#### [AIM OF THE EXERCISE]
Please copy out the entries below exactly, beginning with the line that contains "pub mod services;" and ending with the line that contains "pub struct StderrProgressReporter", and include nothing outside that span.
STORED DATA START
use crate::sbom_engine::domain::{
    Document, MergePolicy, SbomSource, SpecVersion, UnifyConfig, UnifyOutcome, ValidationReport,
};
use crate::shared::Result;

/// SbomEnginePort - Inbound port for the validation and unification engine
///
/// This port defines the interface that external adapters (CLI, API, etc.)
/// use to validate and merge SBOM documents. Both operations are pure: they
/// never mutate their inputs and never touch the network.
pub trait SbomEnginePort {
    /// Validates a document against the default target spec version (1.6)
    ///
    /// Document problems are returned as issues in the report, never as errors.
    fn validate(&self, document: &Document) -> ValidationReport;

    /// Validates a document against an explicit target spec version
    ///
    /// # Arguments
    /// * `document` - The parsed CycloneDX document
    /// * `target` - Spec version the document is expected to declare
    fn validate_with_target(&self, document: &Document, target: SpecVersion) -> ValidationReport;

    /// Merges two or more documents under a synthetic application root
    ///
    /// # Arguments
    /// * `sources` - Input documents with their labels, in merge order
    /// * `config` - Identity of the synthetic root application
    /// * `policy` - Whether structurally invalid inputs reject the request
    ///
    /// # Errors
    /// Returns an error if:
    /// - Fewer than 2 sources are given
    /// - The policy is strict and a source has structural errors
    fn unify(
        &self,
        sources: Vec<SbomSource>,
        config: &UnifyConfig,
        policy: MergePolicy,
    ) -> Result<UnifyOutcome>;
}
/// Adapters layer - Infrastructure implementations
///
/// This layer contains concrete implementations of the ports,
/// providing the actual integration with external systems.
pub mod outbound;
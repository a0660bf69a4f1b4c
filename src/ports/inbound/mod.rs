/// Inbound ports (Driving ports) - Use case interfaces
///
/// These ports define the interfaces that external adapters (e.g., CLI)
/// use to interact with the application core.
pub mod sbom_engine_port;

pub use sbom_engine_port::SbomEnginePort;
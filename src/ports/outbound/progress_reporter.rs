/// ProgressReporter port for reporting progress during operations
///
/// This port abstracts progress reporting (e.g., to stderr) so that stdout
/// carries only the report or the unified document.
pub trait ProgressReporter {
    /// Reports a progress message
    fn report(&self, message: &str);

    /// Reports progress of a counted operation (e.g., VCS probes)
    ///
    /// # Arguments
    /// * `current` - Number of finished steps
    /// * `total` - Total expected steps
    /// * `message` - Optional message to include
    fn report_progress(&self, current: usize, total: usize, message: Option<&str>);

    /// Reports a non-fatal problem, such as a source merged despite errors
    fn report_warning(&self, message: &str);

    /// Reports completion of an operation
    fn report_completion(&self, message: &str);
}
use crate::sbom_engine::domain::Document;
use crate::shared::Result;
use std::path::Path;

/// DocumentReader port for loading SBOM documents
///
/// This port abstracts where documents come from (local files, uploads, etc.).
/// Implementations reject input that is not JSON or cannot be mapped onto a
/// document at all; everything else is left for the validator to report.
pub trait DocumentReader {
    /// Reads and parses a CycloneDX JSON document
    ///
    /// # Errors
    /// Returns an error if:
    /// - The file does not exist or cannot be read
    /// - The file fails the security checks (symlink, size, file type)
    /// - The content is not a JSON object
    fn read_document(&self, path: &Path) -> Result<Document>;
}
use crate::sbom_engine::domain::{
    walk_forest, Component, ComponentPath, ComponentType, Document, ValidationIssue,
};
use crate::sbom_engine::policies::{GostAttribute, GostLevel, GostValue};

/// Highest declared level found in a subtree, and where it was found.
struct Peak<'a> {
    level: GostLevel,
    path: ComponentPath,
    name: &'a str,
}

/// HierarchyValidator enforces the GOST/FSTEC ordering rule.
///
/// For every component, its declared level of each attribute must be at least
/// the highest level declared anywhere below it. Unset attributes never
/// produce an ordering error and never raise the floor for ancestors on
/// their own. Secondary checks (missing or unrecognised attributes, missing
/// VCS references) are advisory only.
pub struct HierarchyValidator;

impl HierarchyValidator {
    pub fn validate(document: &Document) -> Vec<ValidationIssue> {
        let mut issues = Vec::new();

        for attribute in GostAttribute::ALL {
            Self::check_ordering(document.components(), attribute, &mut issues);
        }
        Self::check_attribute_presence(document.components(), &mut issues);
        Self::check_vcs_presence(document.components(), &mut issues);

        issues
    }

    fn check_ordering(
        forest: &[Component],
        attribute: GostAttribute,
        issues: &mut Vec<ValidationIssue>,
    ) {
        for (i, component) in forest.iter().enumerate() {
            Self::subtree_peak(component, ComponentPath::top(i), attribute, issues);
        }
    }

    /// Post-order walk returning the effective level of `component` for its
    /// ancestors: `max(declared, highest descendant)`. An error is recorded
    /// whenever the declared level is below the highest descendant, and the
    /// walk continues with the raised level so that violations further up
    /// are still reported.
    fn subtree_peak<'a>(
        component: &'a Component,
        path: ComponentPath,
        attribute: GostAttribute,
        issues: &mut Vec<ValidationIssue>,
    ) -> Option<Peak<'a>> {
        let mut descendant_peak: Option<Peak<'a>> = None;
        for (i, child) in component.components.iter().enumerate() {
            let Some(peak) = Self::subtree_peak(child, path.child(i), attribute, issues) else {
                continue;
            };
            // first in document order wins ties
            if descendant_peak.as_ref().map_or(true, |best| peak.level > best.level) {
                descendant_peak = Some(peak);
            }
        }

        match (attribute.read(component).level(), descendant_peak) {
            (Some(own), Some(peak)) if own < peak.level => {
                issues.push(
                    ValidationIssue::error(format!(
                        "{} of \"{}\" is \"{}\" but descendant \"{}\" at {} is \"{}\"; a component must be at least as exposed as anything it contains",
                        attribute,
                        display_name(component),
                        own,
                        peak.name,
                        peak.path,
                        peak.level
                    ))
                    .at(&path),
                );
                Some(peak)
            }
            (Some(own), _) => Some(Peak {
                level: own,
                path,
                name: display_name(component),
            }),
            (None, peak) => peak,
        }
    }

    fn check_attribute_presence(forest: &[Component], issues: &mut Vec<ValidationIssue>) {
        walk_forest(forest, |path, component| {
            for attribute in GostAttribute::ALL {
                match attribute.read(component) {
                    GostValue::Level(_) => {}
                    GostValue::Unset => issues.push(
                        ValidationIssue::warning(format!(
                            "Component \"{}\" is missing {}",
                            display_name(component),
                            attribute
                        ))
                        .at(path),
                    ),
                    GostValue::Unrecognized(raw) => issues.push(
                        ValidationIssue::warning(format!(
                            "Component \"{}\" has unrecognized {} value \"{}\" (expected yes, indirect or no)",
                            display_name(component),
                            attribute,
                            raw
                        ))
                        .at(path),
                    ),
                }
            }
        });
    }

    /// Own code (applications) and libraries should point at their sources.
    /// Operating systems and frameworks are exempt.
    fn check_vcs_presence(forest: &[Component], issues: &mut Vec<ValidationIssue>) {
        walk_forest(forest, |path, component| {
            let needs_vcs = matches!(
                component.kind(),
                Some(ComponentType::Application) | Some(ComponentType::Library)
            );
            if needs_vcs && component.vcs_references().next().is_none() {
                issues.push(
                    ValidationIssue::warning(format!(
                        "Component \"{}\" has no VCS reference; add an externalReferences entry with type \"vcs\"",
                        display_name(component)
                    ))
                    .at(path),
                );
            }
        });
    }
}

fn display_name(component: &Component) -> &str {
    if component.name.is_empty() {
        "?"
    } else {
        &component.name
    }
}
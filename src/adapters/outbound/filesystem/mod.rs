/// Filesystem adapters for file I/O operations
mod file_reader;
mod file_writer;

pub use file_reader::FileSystemReader;
pub use file_writer::{FileSystemWriter, StdoutPresenter};
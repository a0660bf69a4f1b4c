/// Domain layer - SBOM model, validation rules and unification
///
/// Everything in this module is pure: no I/O, no clocks other than the
/// unification timestamp, no shared state.
pub mod domain;
pub mod policies;
pub mod services;
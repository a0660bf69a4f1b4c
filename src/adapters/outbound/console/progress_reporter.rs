use crate::ports::outbound::ProgressReporter;
use indicatif::{ProgressBar, ProgressStyle};
use owo_colors::OwoColorize;
use std::cell::RefCell;

const BAR_TEMPLATE: &str = "   {spinner:.green} [{bar:40.cyan/blue}] {pos}/{len} ({percent}%) - {msg}";

/// StderrProgressReporter adapter for reporting progress to stderr
///
/// Progress bars are drawn with indicatif; warnings are highlighted.
/// Nothing is written to stdout.
pub struct StderrProgressReporter {
    progress_bar: RefCell<Option<ProgressBar>>,
}

impl StderrProgressReporter {
    pub fn new() -> Self {
        Self {
            progress_bar: RefCell::new(None),
        }
    }

    fn progress_bar(&self, total: usize) -> ProgressBar {
        let mut slot = self.progress_bar.borrow_mut();
        if let Some(pb) = slot.as_ref() {
            return pb.clone();
        }

        let style = ProgressStyle::default_bar()
            .template(BAR_TEMPLATE)
            .unwrap_or_else(|_| ProgressStyle::default_bar())
            .progress_chars("=>-");
        let pb = ProgressBar::new(total as u64);
        pb.set_style(style);
        *slot = Some(pb.clone());
        pb
    }

    fn finish_progress_bar(&self) {
        if let Some(pb) = self.progress_bar.borrow_mut().take() {
            pb.finish_and_clear();
        }
    }
}

impl Default for StderrProgressReporter {
    fn default() -> Self {
        Self::new()
    }
}

impl ProgressReporter for StderrProgressReporter {
    fn report(&self, message: &str) {
        eprintln!("{}", message);
    }

    fn report_progress(&self, current: usize, total: usize, message: Option<&str>) {
        let pb = self.progress_bar(total);
        pb.set_position(current as u64);
        if let Some(msg) = message {
            pb.set_message(msg.to_string());
        }
        if current >= total {
            self.finish_progress_bar();
        }
    }

    fn report_warning(&self, message: &str) {
        self.finish_progress_bar();
        eprintln!("{} {}", "⚠️  Warning:".yellow().bold(), message);
    }

    fn report_completion(&self, message: &str) {
        self.finish_progress_bar();
        eprintln!();
        eprintln!("{}", message.green());
    }
}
STORED DATA END
#### [WRITTEN RESPONSE]
pub mod services;
repository a0660bf69a4f1b4c
filename src/adapters/outbound/console/progress_reporter.rs
use crate::ports::outbound::ProgressReporter;
use indicatif::{ProgressBar, ProgressStyle};
use owo_colors::OwoColorize;
use std::cell::RefCell;

const BAR_TEMPLATE: &str = "   {spinner:.green} [{bar:40.cyan/blue}] {pos}/{len} ({percent}%) - {msg}";

/// StderrProgressReporter adapter for reporting progress to stderr
///
/// Progress bars are drawn with indicatif; warnings are highlighted.
/// Nothing is written to stdout.
pub struct StderrProgressReporter {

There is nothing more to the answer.